A dispute between Portland Mayor Sam Adams and Multnomah County Chair Jeff Cogen over financing the replacement of the dilapidated, unsafe Sellwood Bridge should end this week.
Adams and Cogen are engaged in a public tug of war over what the city should pay for the $479 million project and what Portland wants in return. This dispute has grown ugly and threatens to involve state legislators who may move to reallocate $30 million in state funds to other Oregon highway projects.
Worse yet, we fear this dispute reinforces the public's impression that elected officials can't be trusted regardless of what they may initially promise, because they later will change their minds or require new conditions.
Money is at the heart of this argument. How much money should the city pay? And who should determine where highway funds are spent? Cogen says Adams is threatening the Sellwood project by not signing an agreement that commits Portland to $160 million in city funding that was made possible by new state gas tax funding.

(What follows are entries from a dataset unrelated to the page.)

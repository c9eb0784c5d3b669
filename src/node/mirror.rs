//! Mirrored backing directories. Only subdirectories and `.zip` files
//! show through; archives present as directories with the suffix
//! stripped.

use std::collections::BTreeSet;
use std::fs;
use std::io;
use std::path::PathBuf;
use std::sync::Arc;
use std::time::SystemTime;

use log::debug;

use crate::cancel::CancelToken;
use crate::errors::FsError;
use crate::errors::Result;
use crate::fs::FsCore;
use crate::fs::child_ino;
use crate::metrics::Metrics;
use crate::node::DirEntry;
use crate::node::DirNode;
use crate::node::FileAttr;
use crate::node::FileType;
use crate::node::Node;
use crate::node::ZipDir;

/// A real directory of the backing tree.
#[derive(Clone, Debug)]
pub struct MirrorDir {
    fs: Arc<FsCore>,
    ino: u64,
    path: PathBuf,
    mtime: SystemTime,
}

impl MirrorDir {
    pub(crate) fn new(fs: Arc<FsCore>, ino: u64, path: PathBuf, mtime: SystemTime) -> MirrorDir {
        assert_ne!(ino, 0, "inode zero is reserved");
        MirrorDir {
            fs,
            ino,
            path,
            mtime,
        }
    }

    /// Inode of this directory.
    pub fn ino(&self) -> u64 {
        self.ino
    }

    /// Attributes: `dir | 0o555`, times from the backing mtime.
    pub fn attr(&self) -> FileAttr {
        FileAttr {
            ino: self.ino,
            size: 0,
            kind: FileType::Directory,
            perm: 0o555,
            mtime: self.mtime,
        }
    }

    pub(crate) fn metrics(&self) -> &Metrics {
        &self.fs.metrics
    }
}

impl DirNode for MirrorDir {
    fn readdir(&self, cancel: &CancelToken) -> Result<Vec<DirEntry>> {
        cancel.check()?;
        let mut names = BTreeSet::new();
        let mut zips = BTreeSet::new();
        for entry in fs::read_dir(&self.path)? {
            cancel.check()?;
            let entry = entry?;
            let Some(name) = entry.file_name().to_str().map(str::to_owned) else {
                debug!(
                    "skipping non-utf8 name {:?} in {}",
                    entry.file_name(),
                    self.path.display()
                );
                continue;
            };
            // follow symlinks, as lookup does; entries that fail to stat
            // are simply not presented
            let Ok(meta) = fs::metadata(entry.path()) else {
                debug!("skipping unstattable {}", entry.path().display());
                continue;
            };
            if meta.is_dir() {
                names.insert(name);
            } else if meta.is_file() {
                if let Some(stem) = name.strip_suffix(".zip") {
                    if !stem.is_empty() {
                        zips.insert(stem.to_owned());
                    }
                }
            }
        }
        // a bare subdirectory wins over a same-stemmed zip
        names.extend(zips);
        Ok(names
            .into_iter()
            .map(|name| DirEntry {
                ino: child_ino(self.ino, &name),
                kind: FileType::Directory,
                name,
            })
            .collect())
    }

    fn lookup(&self, name: &str, cancel: &CancelToken) -> Result<Node> {
        cancel.check()?;
        if name.is_empty() || name == "." || name == ".." || name.contains('/') {
            return Err(FsError::NotFound(format!("{name:?} in {}", self.path.display())));
        }
        let path = self.path.join(name);
        match fs::metadata(&path) {
            Ok(meta) if meta.is_dir() => {
                let mtime = meta.modified()?;
                return Ok(Node::MirrorDir(MirrorDir::new(
                    Arc::clone(&self.fs),
                    child_ino(self.ino, name),
                    path,
                    mtime,
                )));
            }
            Ok(_) => {}
            Err(err) if err.kind() == io::ErrorKind::NotFound => {}
            Err(err) => return Err(err.into()),
        }
        let zip_path = self.path.join(format!("{name}.zip"));
        match fs::metadata(&zip_path) {
            Ok(meta) if meta.is_file() => {
                let mtime = meta.modified()?;
                Ok(Node::ZipDir(ZipDir::new(
                    Arc::clone(&self.fs),
                    child_ino(self.ino, name),
                    zip_path,
                    String::new(),
                    mtime,
                )))
            }
            Ok(_) => Err(FsError::NotFound(format!("{}", path.display()))),
            Err(err) if err.kind() == io::ErrorKind::NotFound => {
                Err(FsError::NotFound(format!("{}", path.display())))
            }
            Err(err) => Err(err.into()),
        }
    }
}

Cogen also says Adams is imposing new conditions on the agreement by requiring that the county dedicate its new state highway funds to maintain the Willamette River bridges that the county owns and operates. And it appears Adams is questioning the amount the city should pay for the overall Sellwood project.
We understand that Adams' responsibility is to the citizens of Portland. But he fulfills that responsibility as a fair, full and consistent partner with Multnomah County, the other counties surrounding Portland and other agencies, including the state of Oregon. In the case of the Sellwood Bridge, Adams should be true to his original commitment to the county and sign the project's intergovernmental agreement. Separately, he and Cogen should agree that by a date certain, the city and county will settle the longstanding issue of how to best maintain and operate the Willamette River bridges.
Such an agreement is honest. It fulfills promises made. It best serves the public. And it relies on trust and accountability that the public can observe and hold Adams, Cogen and the city and county responsible to achieve.
To do otherwise would set off a series of additional consequences that would threaten the Sellwood project, endanger public trust and prompt a legislative backlash.